-- Goal of the exercise --
Look through the entries below and report every line that has "Duration".

Saved data entries
+===+
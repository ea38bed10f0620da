use async_trait::async_trait;
use parking_lot::Mutex;
use std::collections::HashMap;
use std::time::Duration;

use super::{
    ChargeReceipt, CollaboratorError, FulfillmentProvider, InventoryStore, NotificationKind,
    NotificationSink, PaymentGateway, RiskScorer,
};
use crate::domain::customer::{Address, PaymentMethod, RiskTier, UserId};
use crate::domain::order::{LineItem, Money, OrderId, ProductId, TrackingRef, TransactionId};

// ============================================================================
// In-Memory Collaborators
// ============================================================================
//
// Scriptable stand-ins for the demo binary and the test suite. Each one
// records the calls it received and can be told to fail.
//
// ============================================================================

async fn simulate_latency(latency: Duration) {
    if !latency.is_zero() {
        tokio::time::sleep(latency).await;
    }
}

// ----------------------------------------------------------------------------
// Payments
// ----------------------------------------------------------------------------

#[derive(Debug, Clone, PartialEq)]
pub struct ChargeRecord {
    pub order_id: OrderId,
    pub user_id: UserId,
    pub amount: Money,
    pub method: PaymentMethod,
    pub transaction_id: Option<TransactionId>,
}

#[derive(Debug, Clone, PartialEq)]
pub struct RefundRecord {
    pub transaction_id: TransactionId,
    pub amount: Money,
}

#[derive(Default)]
struct PaymentState {
    charges: Vec<ChargeRecord>,
    refunds: Vec<RefundRecord>,
    refund_attempts: u32,
    decline_charges: bool,
    charge_outages: u32,
    refund_outages: u32,
    refunds_rejected: bool,
    next_tx: u64,
}

#[derive(Default)]
pub struct InMemoryPaymentGateway {
    state: Mutex<PaymentState>,
}

impl InMemoryPaymentGateway {
    pub fn new() -> Self {
        Self::default()
    }

    /// Answer every following charge with a decline
    pub fn decline_charges(&self, decline: bool) {
        self.state.lock().decline_charges = decline;
    }

    /// Fail the next `n` charges with a transient outage
    pub fn fail_next_charges(&self, n: u32) {
        self.state.lock().charge_outages = n;
    }

    /// Fail the next `n` refund attempts with a transient outage
    pub fn fail_next_refunds(&self, n: u32) {
        self.state.lock().refund_outages = n;
    }

    pub fn reject_refunds(&self, reject: bool) {
        self.state.lock().refunds_rejected = reject;
    }

    pub fn charges(&self) -> Vec<ChargeRecord> {
        self.state.lock().charges.clone()
    }

    /// Refunds that went through
    pub fn refunds(&self) -> Vec<RefundRecord> {
        self.state.lock().refunds.clone()
    }

    /// Every refund call, including failed ones
    pub fn refund_attempts(&self) -> u32 {
        self.state.lock().refund_attempts
    }
}

#[async_trait]
impl PaymentGateway for InMemoryPaymentGateway {
    async fn charge(
        &self,
        order_id: OrderId,
        user_id: UserId,
        amount: Money,
        method: PaymentMethod,
    ) -> Result<ChargeReceipt, CollaboratorError> {
        let mut state = self.state.lock();

        if state.charge_outages > 0 {
            state.charge_outages -= 1;
            return Err(CollaboratorError::unavailable("payments", "gateway returned 503"));
        }

        let receipt = if state.decline_charges {
            ChargeReceipt::declined("insufficient funds")
        } else {
            state.next_tx += 1;
            ChargeReceipt::approved(TransactionId(format!("tx-{:06}", state.next_tx)))
        };

        state.charges.push(ChargeRecord {
            order_id,
            user_id,
            amount,
            method,
            transaction_id: receipt.transaction_id.clone(),
        });

        Ok(receipt)
    }

    async fn refund(&self, transaction_id: &TransactionId, amount: Money) -> Result<(), CollaboratorError> {
        let mut state = self.state.lock();
        state.refund_attempts += 1;

        if state.refunds_rejected {
            return Err(CollaboratorError::rejected("payments", "refund window closed"));
        }
        if state.refund_outages > 0 {
            state.refund_outages -= 1;
            return Err(CollaboratorError::unavailable("payments", "refund endpoint returned 503"));
        }

        state.refunds.push(RefundRecord {
            transaction_id: transaction_id.clone(),
            amount,
        });
        Ok(())
    }
}

// ----------------------------------------------------------------------------
// Inventory
// ----------------------------------------------------------------------------

#[derive(Default)]
struct InventoryState {
    available: HashMap<ProductId, u32>,
    reserved: HashMap<ProductId, u32>,
    fail_reservations: bool,
    fail_deductions: bool,
    deduct_latency: Duration,
    release_calls: u32,
}

#[derive(Default)]
pub struct InMemoryInventory {
    state: Mutex<InventoryState>,
}

impl InMemoryInventory {
    pub fn new() -> Self {
        Self::default()
    }

    pub fn with_stock(self, product_id: impl Into<String>, quantity: u32) -> Self {
        self.state
            .lock()
            .available
            .insert(ProductId::new(product_id), quantity);
        self
    }

    pub fn fail_reservations(&self, fail: bool) {
        self.state.lock().fail_reservations = fail;
    }

    pub fn fail_deductions(&self, fail: bool) {
        self.state.lock().fail_deductions = fail;
    }

    pub fn set_deduct_latency(&self, latency: Duration) {
        self.state.lock().deduct_latency = latency;
    }

    pub fn available(&self, product_id: &str) -> u32 {
        self.state
            .lock()
            .available
            .get(&ProductId::new(product_id))
            .copied()
            .unwrap_or(0)
    }

    pub fn reserved(&self, product_id: &str) -> u32 {
        self.state
            .lock()
            .reserved
            .get(&ProductId::new(product_id))
            .copied()
            .unwrap_or(0)
    }

    pub fn release_calls(&self) -> u32 {
        self.state.lock().release_calls
    }
}

#[async_trait]
impl InventoryStore for InMemoryInventory {
    async fn check_available(&self, product_id: &ProductId, quantity: u32) -> Result<bool, CollaboratorError> {
        let state = self.state.lock();
        Ok(state.available.get(product_id).copied().unwrap_or(0) >= quantity)
    }

    async fn reserve(&self, items: &[LineItem]) -> Result<bool, CollaboratorError> {
        let mut state = self.state.lock();
        if state.fail_reservations {
            return Err(CollaboratorError::unavailable("inventory", "reservation service down"));
        }

        let demand = LineItem::demand(items);
        let enough = demand.iter().all(|(product_id, quantity)| {
            state.available.get(product_id).copied().unwrap_or(0) >= *quantity
        });
        if !enough {
            return Ok(false);
        }

        for (product_id, quantity) in demand {
            if let Some(available) = state.available.get_mut(&product_id) {
                *available = available.saturating_sub(quantity);
            }
            let reserved = state.reserved.entry(product_id).or_insert(0);
            *reserved = reserved.saturating_add(quantity);
        }
        Ok(true)
    }

    async fn release(&self, items: &[LineItem]) -> Result<(), CollaboratorError> {
        let mut state = self.state.lock();
        state.release_calls += 1;

        for (product_id, quantity) in LineItem::demand(items) {
            let reserved = state.reserved.entry(product_id.clone()).or_insert(0);
            *reserved = reserved.saturating_sub(quantity);
            let available = state.available.entry(product_id).or_insert(0);
            *available = available.saturating_add(quantity);
        }
        Ok(())
    }

    async fn deduct(&self, items: &[LineItem]) -> Result<(), CollaboratorError> {
        let latency = self.state.lock().deduct_latency;
        simulate_latency(latency).await;

        let mut state = self.state.lock();
        if state.fail_deductions {
            return Err(CollaboratorError::unavailable("inventory", "stock ledger write failed"));
        }

        let demand = LineItem::demand(items);
        for (product_id, quantity) in &demand {
            let reserved = state.reserved.get(product_id).copied().unwrap_or(0);
            if reserved < *quantity {
                return Err(CollaboratorError::rejected(
                    "inventory",
                    format!("no reservation for {}", product_id),
                ));
            }
        }
        for (product_id, quantity) in demand {
            if let Some(reserved) = state.reserved.get_mut(&product_id) {
                *reserved = reserved.saturating_sub(quantity);
            }
        }
        Ok(())
    }
}

// ----------------------------------------------------------------------------
// Fulfillment
// ----------------------------------------------------------------------------

#[derive(Default)]
struct FulfillmentState {
    shipments: Vec<(OrderId, TrackingRef)>,
    cancelled: Vec<TrackingRef>,
    fail_shipments: bool,
}

#[derive(Default)]
pub struct InMemoryFulfillment {
    state: Mutex<FulfillmentState>,
}

impl InMemoryFulfillment {
    pub fn new() -> Self {
        Self::default()
    }

    pub fn fail_shipments(&self, fail: bool) {
        self.state.lock().fail_shipments = fail;
    }

    pub fn shipments(&self) -> Vec<(OrderId, TrackingRef)> {
        self.state.lock().shipments.clone()
    }

    pub fn cancelled(&self) -> Vec<TrackingRef> {
        self.state.lock().cancelled.clone()
    }
}

#[async_trait]
impl FulfillmentProvider for InMemoryFulfillment {
    async fn create_shipment(
        &self,
        order_id: OrderId,
        _destination: &Address,
        _items: &[LineItem],
    ) -> Result<TrackingRef, CollaboratorError> {
        let mut state = self.state.lock();
        if state.fail_shipments {
            return Err(CollaboratorError::unavailable("fulfillment", "carrier API unreachable"));
        }

        let tracking = TrackingRef(format!("TRK-{:04}", state.shipments.len() + 1));
        state.shipments.push((order_id, tracking.clone()));
        Ok(tracking)
    }

    async fn cancel_shipment(&self, tracking_ref: &TrackingRef) -> Result<(), CollaboratorError> {
        self.state.lock().cancelled.push(tracking_ref.clone());
        Ok(())
    }
}

// ----------------------------------------------------------------------------
// Notifications
// ----------------------------------------------------------------------------

#[derive(Debug, Clone, PartialEq)]
pub struct SentNotification {
    pub user_id: UserId,
    pub kind: NotificationKind,
    pub payload: serde_json::Value,
}

#[derive(Default)]
struct NotificationState {
    sent: Vec<SentNotification>,
    outages: u32,
    attempts: u32,
}

#[derive(Default)]
pub struct RecordingNotificationSink {
    state: Mutex<NotificationState>,
}

impl RecordingNotificationSink {
    pub fn new() -> Self {
        Self::default()
    }

    pub fn fail_next(&self, n: u32) {
        self.state.lock().outages = n;
    }

    pub fn sent(&self) -> Vec<SentNotification> {
        self.state.lock().sent.clone()
    }

    pub fn attempts(&self) -> u32 {
        self.state.lock().attempts
    }
}

#[async_trait]
impl NotificationSink for RecordingNotificationSink {
    async fn notify(
        &self,
        user_id: UserId,
        kind: NotificationKind,
        payload: serde_json::Value,
    ) -> Result<(), CollaboratorError> {
        let mut state = self.state.lock();
        state.attempts += 1;
        if state.outages > 0 {
            state.outages -= 1;
            return Err(CollaboratorError::unavailable("notifications", "SMTP relay refused"));
        }
        state.sent.push(SentNotification {
            user_id,
            kind,
            payload,
        });
        Ok(())
    }
}

// ----------------------------------------------------------------------------
// Risk
// ----------------------------------------------------------------------------

pub struct StaticRiskScorer {
    default_tier: RiskTier,
    overrides: Mutex<HashMap<UserId, RiskTier>>,
}

impl StaticRiskScorer {
    pub fn new(default_tier: RiskTier) -> Self {
        Self {
            default_tier,
            overrides: Mutex::new(HashMap::new()),
        }
    }

    pub fn set_tier(&self, user_id: UserId, tier: RiskTier) {
        self.overrides.lock().insert(user_id, tier);
    }
}

impl Default for StaticRiskScorer {
    fn default() -> Self {
        Self::new(RiskTier::Low)
    }
}

#[async_trait]
impl RiskScorer for StaticRiskScorer {
    async fn score_user(&self, user_id: UserId) -> Result<RiskTier, CollaboratorError> {
        Ok(self
            .overrides
            .lock()
            .get(&user_id)
            .copied()
            .unwrap_or(self.default_tier))
    }
}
+===+
-- Reply --
use std::time::Duration;
async fn simulate_latency(latency: Duration) {
    deduct_latency: Duration,
    pub fn set_deduct_latency(&self, latency: Duration) {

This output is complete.